══ Data extract

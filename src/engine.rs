//! Recording engine
//!
//! The single mutator of the recorder: it owns the ring buffer, detector,
//! measurement windows and encoder child, and multiplexes the four event
//! sources (capture chunks, the encoder pipe, the monitor ticker, and
//! termination signals) from one thread. The only suspension point is the
//! channel select; every drain inside an iteration is non-blocking.
//!
//! Handler order within one wake is fixed: signals, encoder drain, encoder
//! health, monitor tick, capture drain, then the state transitions. Frames
//! committed by a capture drain become drainable on the next wake.

use crate::audio::{CaptureRing, CaptureSource, SoundDetector};
use crate::config::Params;
use crate::encoder::{self, EncoderError, EncoderSink, PipeStatus};
use crate::monitor::{MeasurementSink, Monitor, MonitorError};
use crate::state::RecorderState;
use crossbeam_channel::{select, tick, Receiver, TryRecvError};

/// Fatal conditions that abort the recorder.
#[derive(Debug, thiserror::Error)]
pub enum EngineError {
    /// The capture side found no free space in the ring.
    #[error("buffer overrun")]
    BufferOverrun,

    #[error("capture stream failed")]
    CaptureFailed,

    #[error("capture source disconnected")]
    CaptureDisconnected,

    #[error(transparent)]
    Encoder(#[from] EncoderError),

    #[error(transparent)]
    Monitor(#[from] MonitorError),
}

enum Wake {
    Signal,
    Tick,
    Capture(Vec<i16>),
    CaptureClosed,
}

/// The recorder's owned state, threaded through the event loop.
pub struct Engine {
    params: Params,
    state: RecorderState,
    ring: CaptureRing,
    detector: SoundDetector,
    monitor: Monitor,
    encoder: Option<EncoderSink>,
    captured_frames: u64,
}

impl Engine {
    pub fn new(params: Params, sink: Option<MeasurementSink>) -> Self {
        let ring = CaptureRing::with_capacity(params.ring_frames, params.frame_bytes);
        let detector = SoundDetector::new(params.threshold_percent);
        let monitor = Monitor::new(
            params.channels as usize,
            params.rms_window,
            params.peak_window,
            params.monitor_period,
            sink,
        );
        Self {
            params,
            state: RecorderState::Uninitialized,
            ring,
            detector,
            monitor,
            encoder: None,
            captured_frames: 0,
        }
    }

    pub fn state(&self) -> RecorderState {
        self.state
    }

    /// Frames captured while not in the waiting state.
    pub fn captured_frames(&self) -> u64 {
        self.captured_frames
    }

    /// Run until the terminal state, then tear down. Teardown (flushing and
    /// reaping the encoder) runs on every exit path.
    pub fn run(&mut self, capture: &CaptureSource, signals: &Receiver<()>) -> Result<(), EngineError> {
        let ticker = tick(self.params.monitor_period);
        self.state = RecorderState::Waiting;
        tracing::info!("waiting");

        let result = self.event_loop(capture, signals, &ticker);

        tracing::debug!("stopping");
        self.state = RecorderState::Stopping;
        let teardown = match self.encoder.take() {
            Some(sink) => sink.finish(&mut self.ring).map_err(EngineError::from),
            None => Ok(()),
        };
        result.and(teardown)
    }

    fn event_loop(
        &mut self,
        capture: &CaptureSource,
        signals: &Receiver<()>,
        ticker: &Receiver<std::time::Instant>,
    ) -> Result<(), EngineError> {
        while self.state != RecorderState::Stopping {
            let wake = select! {
                recv(signals) -> msg => match msg {
                    Ok(()) => Wake::Signal,
                    Err(_) => Wake::Signal,
                },
                recv(ticker) -> _ => Wake::Tick,
                recv(capture.chunks()) -> msg => match msg {
                    Ok(chunk) => Wake::Capture(chunk),
                    Err(_) => Wake::CaptureClosed,
                },
            };

            if matches!(&wake, Wake::CaptureClosed) {
                return Err(EngineError::CaptureDisconnected);
            }

            // signals first: both INT and TERM request a graceful stop
            let mut signaled = matches!(&wake, Wake::Signal);
            while signals.try_recv().is_ok() {
                signaled = true;
            }
            if signaled {
                tracing::debug!("termination signal");
                self.state = RecorderState::Stopping;
            }

            // drain committed frames from previous wakes into the encoder
            if self.state.is_recording() {
                if let Some(enc) = self.encoder.as_mut() {
                    if self.ring.has_payload() {
                        if enc.drain(&mut self.ring)? == PipeStatus::Closed {
                            tracing::error!("encoder pipe closed prematurely");
                            self.state = RecorderState::Stopping;
                        }
                    }
                    if self.state.is_recording() {
                        if let Some(status) = enc.exited().map_err(EncoderError::from)? {
                            tracing::error!("encoder exited prematurely: {}", status);
                            self.state = RecorderState::Stopping;
                        }
                    }
                }
            }

            // monitor ticks; the tick channel coalesces, the monitor derives
            // the missed count from the inter-tick gap
            let mut ticks = usize::from(matches!(&wake, Wake::Tick));
            while ticker.try_recv().is_ok() {
                ticks += 1;
            }
            if ticks > 0 {
                self.monitor.on_tick(self.state, self.captured_frames)?;
            }

            // capture drain: the chunk that woke us, then whatever queued up
            if let Wake::Capture(chunk) = wake {
                self.ingest_chunk(&chunk)?;
            }
            loop {
                match capture.chunks().try_recv() {
                    Ok(chunk) => self.ingest_chunk(&chunk)?,
                    Err(TryRecvError::Empty) | Err(TryRecvError::Disconnected) => break,
                }
            }
            if capture.failed() {
                return Err(EngineError::CaptureFailed);
            }
            if capture.overflowed() {
                return Err(EngineError::BufferOverrun);
            }

            self.evaluate_state()?;
        }
        Ok(())
    }

    /// Copy a capture chunk into the ring, feeding the detector and the
    /// measurement windows frame by frame and committing frames with sound.
    fn ingest_chunk(&mut self, samples: &[i16]) -> Result<(), EngineError> {
        let channels = self.params.channels as usize;
        let mut rest = samples;
        while !rest.is_empty() {
            let free = self.ring.contiguous_free();
            if free == 0 {
                return Err(EngineError::BufferOverrun);
            }
            let frames = (rest.len() / channels).min(free);
            if frames == 0 {
                break;
            }
            let take = &rest[..frames * channels];
            self.ring.write_frames(take);
            for (i, frame) in take.chunks_exact(channels).enumerate() {
                let silent = self.detector.observe_frame(frame);
                self.monitor.ingest_frame(frame);
                if !silent {
                    self.ring.mark_committed(i);
                }
            }
            if self.state != RecorderState::Waiting {
                self.captured_frames += frames as u64;
            }
            tracing::trace!("captured {} frames", frames);
            self.ring.advance_producer(frames);
            rest = &rest[frames * channels..];
        }
        Ok(())
    }

    /// Evaluate the state transitions after a capture drain.
    fn evaluate_state(&mut self) -> Result<(), EngineError> {
        if self.state == RecorderState::Waiting {
            if self.detector.heard_sound() {
                let filename = encoder::render_filename(&self.params.template)
                    .map_err(EngineError::from)?;
                tracing::info!("recording: {}", filename);
                let cmd = encoder::encoder_command(
                    self.params.codec,
                    &self.params.encoder_binary,
                    self.params.vbr,
                    self.params.channels,
                    self.params.rate,
                    &filename,
                )?;
                self.encoder = Some(EncoderSink::spawn(cmd)?);
                self.state = RecorderState::Recording;
            } else {
                self.ring.retain_latest(self.params.lead_in_frames);
            }
        }

        if self.state == RecorderState::Recording
            && self.detector.silent_frames() >= self.params.grace_frames / 2
        {
            self.state = RecorderState::RecordingSilence;
            tracing::info!(
                "silence detected: will stop in {:.2} seconds",
                self.params.grace_seconds / 2.0
            );
        }

        if self.state == RecorderState::RecordingSilence {
            if self.detector.silent_frames() == 0 {
                self.state = RecorderState::Recording;
                tracing::info!("resuming");
            } else if self.detector.silent_frames() >= self.params.grace_frames {
                tracing::info!("long silence detected");
                self.state = RecorderState::Stopping;
                self.ring.extend_committed(self.params.lead_out_frames);
            }
        }
        Ok(())
    }
}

════

- **Goal of the exercise**:
Write out every line of the listing that holds the word "windows".

- **Solution**:
//! measurement windows and encoder child, and multiplexes the four event
    /// measurement windows frame by frame and committing frames with sound.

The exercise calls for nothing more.